[Data records]
☆ ☆ ☆ ☆

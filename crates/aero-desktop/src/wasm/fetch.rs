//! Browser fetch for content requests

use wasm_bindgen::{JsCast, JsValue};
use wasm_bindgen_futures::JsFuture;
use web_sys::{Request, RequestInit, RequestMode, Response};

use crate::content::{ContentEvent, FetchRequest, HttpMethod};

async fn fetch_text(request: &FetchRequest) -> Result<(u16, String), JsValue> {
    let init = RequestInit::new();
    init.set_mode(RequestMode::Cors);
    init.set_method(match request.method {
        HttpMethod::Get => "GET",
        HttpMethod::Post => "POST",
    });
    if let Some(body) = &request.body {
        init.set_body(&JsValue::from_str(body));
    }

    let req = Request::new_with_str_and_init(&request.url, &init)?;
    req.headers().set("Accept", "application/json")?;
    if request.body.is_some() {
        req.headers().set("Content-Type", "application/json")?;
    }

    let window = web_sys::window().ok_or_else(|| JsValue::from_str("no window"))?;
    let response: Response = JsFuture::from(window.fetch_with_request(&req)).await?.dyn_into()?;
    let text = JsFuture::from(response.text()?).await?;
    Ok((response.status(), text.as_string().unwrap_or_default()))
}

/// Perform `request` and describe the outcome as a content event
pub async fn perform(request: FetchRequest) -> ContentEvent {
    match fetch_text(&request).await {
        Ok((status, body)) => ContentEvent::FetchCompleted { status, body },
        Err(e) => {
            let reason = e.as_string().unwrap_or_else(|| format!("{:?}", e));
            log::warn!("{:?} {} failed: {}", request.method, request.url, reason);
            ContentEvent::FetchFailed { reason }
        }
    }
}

☆ ☆ ☆ ☆

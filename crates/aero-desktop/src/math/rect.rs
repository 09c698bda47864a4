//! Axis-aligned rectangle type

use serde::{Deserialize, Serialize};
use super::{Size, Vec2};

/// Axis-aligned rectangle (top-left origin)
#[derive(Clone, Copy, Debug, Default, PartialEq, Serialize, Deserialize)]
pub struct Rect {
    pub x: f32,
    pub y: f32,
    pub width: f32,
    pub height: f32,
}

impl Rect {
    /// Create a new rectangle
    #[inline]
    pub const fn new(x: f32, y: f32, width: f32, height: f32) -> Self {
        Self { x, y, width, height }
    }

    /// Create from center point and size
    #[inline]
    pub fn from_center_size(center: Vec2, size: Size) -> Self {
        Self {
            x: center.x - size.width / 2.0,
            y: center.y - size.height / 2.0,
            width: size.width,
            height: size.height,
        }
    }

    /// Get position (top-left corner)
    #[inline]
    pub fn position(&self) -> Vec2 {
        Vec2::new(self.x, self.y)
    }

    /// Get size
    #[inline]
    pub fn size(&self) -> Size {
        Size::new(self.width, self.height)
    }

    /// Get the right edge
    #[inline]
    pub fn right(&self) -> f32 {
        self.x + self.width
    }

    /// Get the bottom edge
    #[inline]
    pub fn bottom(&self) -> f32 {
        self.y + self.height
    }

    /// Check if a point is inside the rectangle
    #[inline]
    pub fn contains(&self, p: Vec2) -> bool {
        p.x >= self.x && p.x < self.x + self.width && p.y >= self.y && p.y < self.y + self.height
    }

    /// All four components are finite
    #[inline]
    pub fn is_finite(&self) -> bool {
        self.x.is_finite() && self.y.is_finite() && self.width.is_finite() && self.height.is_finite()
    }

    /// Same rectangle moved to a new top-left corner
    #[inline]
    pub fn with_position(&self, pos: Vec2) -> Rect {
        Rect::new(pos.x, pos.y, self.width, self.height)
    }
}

☆ ☆ ☆ ☆

• **WHAT IS REQUIRED**
Look through the entries. Copy out each line with "point" in it.

• **OUTPUT FOR THIS EXERCISE**
    /// Create from center point and size
    /// Check if a point is inside the rectangle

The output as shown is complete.